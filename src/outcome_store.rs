// =============================================================================
// Outcome Store — append-only decision/outcome journal
// =============================================================================
//
// One JSON record per line: opened, closed, or unresolved. The journal is the
// durable history behind the recorder; a failed append is queued in memory
// and retried on the next write, so a slow or broken disk never blocks live
// decisioning. On startup the journal is replayed to surface decisions that
// were opened but never closed.
// =============================================================================

use std::collections::HashSet;
use std::io::Write;
use std::path::{Path, PathBuf};

use chrono::{DateTime, Utc};
use parking_lot::{Mutex, RwLock};
use serde::{Deserialize, Serialize};
use tracing::{info, warn};

use crate::error::EngineError;
use crate::types::{Action, OutcomeKind};

// ---------------------------------------------------------------------------
// Records
// ---------------------------------------------------------------------------

/// Realized result of one admitted decision.
#[derive(Debug, Clone, Serialize, Deserialize)]
pub struct TradeOutcome {
    pub decision_id: String,
    pub symbol: String,
    pub realized_pnl: f64,
    pub outcome: OutcomeKind,
    pub closed_at: DateTime<Utc>,
}

/// Journal row for an admitted decision entering the market.
#[derive(Debug, Clone, Serialize, Deserialize)]
pub struct OpenedRecord {
    pub decision_id: String,
    pub symbol: String,
    pub action: Action,
    pub aggregate_confidence: f64,
    pub weight_version: u64,
    pub size_percent: f64,
    pub opened_at: DateTime<Utc>,
}

/// Journal row for a completed trade, carrying the query keys.
#[derive(Debug, Clone, Serialize, Deserialize)]
pub struct ClosedRecord {
    #[serde(flatten)]
    pub outcome: TradeOutcome,
    /// Non-abstaining sources that voted on this decision.
    pub sources: Vec<String>,
}

#[derive(Debug, Clone, Serialize, Deserialize)]
#[serde(tag = "kind", rename_all = "snake_case")]
pub enum JournalEntry {
    Opened(OpenedRecord),
    Closed(ClosedRecord),
    /// Execution failed or the process restarted mid-trade; terminal but
    /// never scored.
    Unresolved {
        decision_id: String,
        symbol: String,
        reason: String,
        at: DateTime<Utc>,
    },
}

impl JournalEntry {
    fn decision_id(&self) -> &str {
        match self {
            Self::Opened(r) => &r.decision_id,
            Self::Closed(r) => &r.outcome.decision_id,
            Self::Unresolved { decision_id, .. } => decision_id,
        }
    }
}

// ---------------------------------------------------------------------------
// Store
// ---------------------------------------------------------------------------

pub struct OutcomeStore {
    path: PathBuf,
    /// Serialized lines whose write failed, flushed ahead of the next append.
    retry_queue: Mutex<Vec<String>>,
    /// In-memory index of closed trades for queries.
    closed: RwLock<Vec<ClosedRecord>>,
}

impl OutcomeStore {
    /// Open the journal at `path`, replaying any existing records into the
    /// query index. Returns the store and the opened records that never
    /// reached a terminal row (crash recovery input).
    pub fn open(path: impl AsRef<Path>) -> (Self, Vec<OpenedRecord>) {
        let path = path.as_ref().to_path_buf();
        let mut closed = Vec::new();
        let mut opened: Vec<OpenedRecord> = Vec::new();
        let mut terminal: HashSet<String> = HashSet::new();

        match std::fs::read_to_string(&path) {
            Ok(content) => {
                for (lineno, line) in content.lines().enumerate() {
                    if line.trim().is_empty() {
                        continue;
                    }
                    match serde_json::from_str::<JournalEntry>(line) {
                        Ok(JournalEntry::Opened(r)) => opened.push(r),
                        Ok(entry @ JournalEntry::Closed(_)) => {
                            terminal.insert(entry.decision_id().to_string());
                            if let JournalEntry::Closed(r) = entry {
                                closed.push(r);
                            }
                        }
                        Ok(entry @ JournalEntry::Unresolved { .. }) => {
                            terminal.insert(entry.decision_id().to_string());
                        }
                        Err(e) => {
                            warn!(path = %path.display(), lineno, error = %e, "skipping corrupt journal line");
                        }
                    }
                }
            }
            Err(e) if e.kind() == std::io::ErrorKind::NotFound => {}
            Err(e) => {
                warn!(path = %path.display(), error = %e, "journal unreadable, starting empty");
            }
        }

        let dangling: Vec<OpenedRecord> = opened
            .into_iter()
            .filter(|r| !terminal.contains(&r.decision_id))
            .collect();

        if !dangling.is_empty() {
            info!(
                count = dangling.len(),
                "journal replay found decisions opened but never closed"
            );
        }

        (
            Self {
                path,
                retry_queue: Mutex::new(Vec::new()),
                closed: RwLock::new(closed),
            },
            dangling,
        )
    }

    /// Append one entry. Write failures are queued and retried with the next
    /// append; the in-memory index is updated either way.
    pub fn append(&self, entry: &JournalEntry) {
        if let JournalEntry::Closed(record) = entry {
            self.closed.write().push(record.clone());
        }

        let line = match serde_json::to_string(entry) {
            Ok(l) => l,
            Err(e) => {
                warn!(error = %e, "journal entry not serialisable, dropping");
                return;
            }
        };

        let mut queue = self.retry_queue.lock();
        queue.push(line);
        match self.flush_lines(&queue) {
            Ok(()) => queue.clear(),
            Err(e) => {
                warn!(
                    path = %self.path.display(),
                    queued = queue.len(),
                    error = %EngineError::PersistenceWrite(e.to_string()),
                    "journal append failed, will retry on next write"
                );
            }
        }
    }

    fn flush_lines(&self, lines: &[String]) -> std::io::Result<()> {
        let mut file = std::fs::OpenOptions::new()
            .create(true)
            .append(true)
            .open(&self.path)?;
        for line in lines {
            writeln!(file, "{line}")?;
        }
        file.flush()
    }

    // -------------------------------------------------------------------------
    // Queries
    // -------------------------------------------------------------------------

    pub fn outcomes_for_symbol(&self, symbol: &str) -> Vec<TradeOutcome> {
        self.closed
            .read()
            .iter()
            .filter(|r| r.outcome.symbol == symbol)
            .map(|r| r.outcome.clone())
            .collect()
    }

    pub fn outcomes_for_source(&self, source_id: &str) -> Vec<TradeOutcome> {
        self.closed
            .read()
            .iter()
            .filter(|r| r.sources.iter().any(|s| s == source_id))
            .map(|r| r.outcome.clone())
            .collect()
    }

    pub fn outcomes_between(
        &self,
        from: DateTime<Utc>,
        to: DateTime<Utc>,
    ) -> Vec<TradeOutcome> {
        self.closed
            .read()
            .iter()
            .filter(|r| r.outcome.closed_at >= from && r.outcome.closed_at <= to)
            .map(|r| r.outcome.clone())
            .collect()
    }

    /// Aggregate win rate and profit factor over the most recent `limit`
    /// closed trades.
    pub fn recent_stats(&self, limit: usize) -> Option<JournalStats> {
        let closed = self.closed.read();
        if closed.is_empty() {
            return None;
        }
        let recent: Vec<&ClosedRecord> = closed.iter().rev().take(limit).collect();

        let total_trades = recent.len();
        let wins = recent
            .iter()
            .filter(|r| r.outcome.outcome == OutcomeKind::Win)
            .count();
        let total_net_pnl: f64 = recent.iter().map(|r| r.outcome.realized_pnl).sum();
        let gross_profit: f64 = recent
            .iter()
            .map(|r| r.outcome.realized_pnl)
            .filter(|&p| p > 0.0)
            .sum();
        let gross_loss: f64 = recent
            .iter()
            .map(|r| r.outcome.realized_pnl)
            .filter(|&p| p < 0.0)
            .map(f64::abs)
            .sum();
        let profit_factor = if gross_loss > 0.0 {
            gross_profit / gross_loss
        } else if gross_profit > 0.0 {
            f64::INFINITY
        } else {
            0.0
        };

        Some(JournalStats {
            total_trades,
            win_rate: wins as f64 / total_trades as f64,
            total_net_pnl,
            profit_factor,
        })
    }
}

/// Aggregate statistics over recent closed trades.
#[derive(Debug, Clone, Serialize)]
pub struct JournalStats {
    pub total_trades: usize,
    pub win_rate: f64,
    pub total_net_pnl: f64,
    pub profit_factor: f64,
}

impl std::fmt::Debug for OutcomeStore {
    fn fmt(&self, f: &mut std::fmt::Formatter<'_>) -> std::fmt::Result {
        f.debug_struct("OutcomeStore")
            .field("path", &self.path)
            .field("closed", &self.closed.read().len())
            .field("retry_queue", &self.retry_queue.lock().len())
            .finish()
    }
}

// =============================================================================
// Tests
// =============================================================================
#[cfg(test)]
mod tests {
    use super::*;

    fn opened(id: &str, symbol: &str) -> JournalEntry {
        JournalEntry::Opened(OpenedRecord {
            decision_id: id.to_string(),
            symbol: symbol.to_string(),
            action: Action::Buy,
            aggregate_confidence: 0.6,
            weight_version: 1,
            size_percent: 8.0,
            opened_at: Utc::now(),
        })
    }

    fn closed(id: &str, symbol: &str, pnl: f64, sources: &[&str]) -> JournalEntry {
        JournalEntry::Closed(ClosedRecord {
            outcome: TradeOutcome {
                decision_id: id.to_string(),
                symbol: symbol.to_string(),
                realized_pnl: pnl,
                outcome: if pnl > 0.0 {
                    OutcomeKind::Win
                } else {
                    OutcomeKind::Loss
                },
                closed_at: Utc::now(),
            },
            sources: sources.iter().map(|s| s.to_string()).collect(),
        })
    }

    #[test]
    fn replay_surfaces_dangling_opens() {
        let dir = tempfile::tempdir().unwrap();
        let path = dir.path().join("journal.jsonl");

        {
            let (store, dangling) = OutcomeStore::open(&path);
            assert!(dangling.is_empty());
            store.append(&opened("d1", "BTCUSDT"));
            store.append(&closed("d1", "BTCUSDT", 12.0, &["oracle"]));
            store.append(&opened("d2", "ETHUSDT"));
        }

        let (_store, dangling) = OutcomeStore::open(&path);
        assert_eq!(dangling.len(), 1);
        assert_eq!(dangling[0].decision_id, "d2");
        assert_eq!(dangling[0].symbol, "ETHUSDT");
    }

    #[test]
    fn unresolved_rows_are_terminal() {
        let dir = tempfile::tempdir().unwrap();
        let path = dir.path().join("journal.jsonl");

        {
            let (store, _) = OutcomeStore::open(&path);
            store.append(&opened("d1", "BTCUSDT"));
            store.append(&JournalEntry::Unresolved {
                decision_id: "d1".to_string(),
                symbol: "BTCUSDT".to_string(),
                reason: "order rejected".to_string(),
                at: Utc::now(),
            });
        }

        let (store, dangling) = OutcomeStore::open(&path);
        assert!(dangling.is_empty());
        // Unresolved never enters the closed index.
        assert!(store.outcomes_for_symbol("BTCUSDT").is_empty());
    }

    #[test]
    fn queries_by_symbol_source_and_time() {
        let dir = tempfile::tempdir().unwrap();
        let path = dir.path().join("journal.jsonl");
        let (store, _) = OutcomeStore::open(&path);

        store.append(&closed("d1", "BTCUSDT", 10.0, &["oracle", "technical"]));
        store.append(&closed("d2", "ETHUSDT", -5.0, &["technical"]));

        assert_eq!(store.outcomes_for_symbol("BTCUSDT").len(), 1);
        assert_eq!(store.outcomes_for_source("technical").len(), 2);
        assert_eq!(store.outcomes_for_source("oracle").len(), 1);

        let all = store.outcomes_between(
            Utc::now() - chrono::Duration::minutes(5),
            Utc::now() + chrono::Duration::minutes(5),
        );
        assert_eq!(all.len(), 2);
    }

    #[test]
    fn recent_stats_aggregate_wins_and_losses() {
        let dir = tempfile::tempdir().unwrap();
        let path = dir.path().join("journal.jsonl");
        let (store, _) = OutcomeStore::open(&path);

        store.append(&closed("d1", "BTCUSDT", 10.0, &["oracle"]));
        store.append(&closed("d2", "BTCUSDT", -4.0, &["oracle"]));
        store.append(&closed("d3", "ETHUSDT", 6.0, &["oracle"]));

        let stats = store.recent_stats(50).unwrap();
        assert_eq!(stats.total_trades, 3);
        assert!((stats.win_rate - 2.0 / 3.0).abs() < 1e-9);
        assert!((stats.total_net_pnl - 12.0).abs() < 1e-9);
        assert!((stats.profit_factor - 4.0).abs() < 1e-9);
    }

    #[test]
    fn corrupt_lines_are_skipped_not_fatal() {
        let dir = tempfile::tempdir().unwrap();
        let path = dir.path().join("journal.jsonl");
        std::fs::write(&path, "not json\n").unwrap();

        let (store, dangling) = OutcomeStore::open(&path);
        assert!(dangling.is_empty());
        store.append(&closed("d1", "BTCUSDT", 1.0, &[]));
        assert_eq!(store.outcomes_for_symbol("BTCUSDT").len(), 1);
    }
}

———

» **Work item**
From the first line of the data above to the line containing "#[serde(flatten)]", repeat everything exactly and add nothing.

» **Answer to the exercise**
filename src/outcome_store.rs
// =============================================================================
// Outcome Store — append-only decision/outcome journal
// =============================================================================
//
// One JSON record per line: opened, closed, or unresolved. The journal is the
// durable history behind the recorder; a failed append is queued in memory
// and retried on the next write, so a slow or broken disk never blocks live
// decisioning. On startup the journal is replayed to surface decisions that
// were opened but never closed.
// =============================================================================

use std::collections::HashSet;
use std::io::Write;
use std::path::{Path, PathBuf};

use chrono::{DateTime, Utc};
use parking_lot::{Mutex, RwLock};
use serde::{Deserialize, Serialize};
use tracing::{info, warn};

use crate::error::EngineError;
use crate::types::{Action, OutcomeKind};

// ---------------------------------------------------------------------------
// Records
// ---------------------------------------------------------------------------

/// Realized result of one admitted decision.
#[derive(Debug, Clone, Serialize, Deserialize)]
pub struct TradeOutcome {
    pub decision_id: String,
    pub symbol: String,
    pub realized_pnl: f64,
    pub outcome: OutcomeKind,
    pub closed_at: DateTime<Utc>,
}

/// Journal row for an admitted decision entering the market.
#[derive(Debug, Clone, Serialize, Deserialize)]
pub struct OpenedRecord {
    pub decision_id: String,
    pub symbol: String,
    pub action: Action,
    pub aggregate_confidence: f64,
    pub weight_version: u64,
    pub size_percent: f64,
    pub opened_at: DateTime<Utc>,
}

/// Journal row for a completed trade, carrying the query keys.
#[derive(Debug, Clone, Serialize, Deserialize)]
pub struct ClosedRecord {
    #[serde(flatten)]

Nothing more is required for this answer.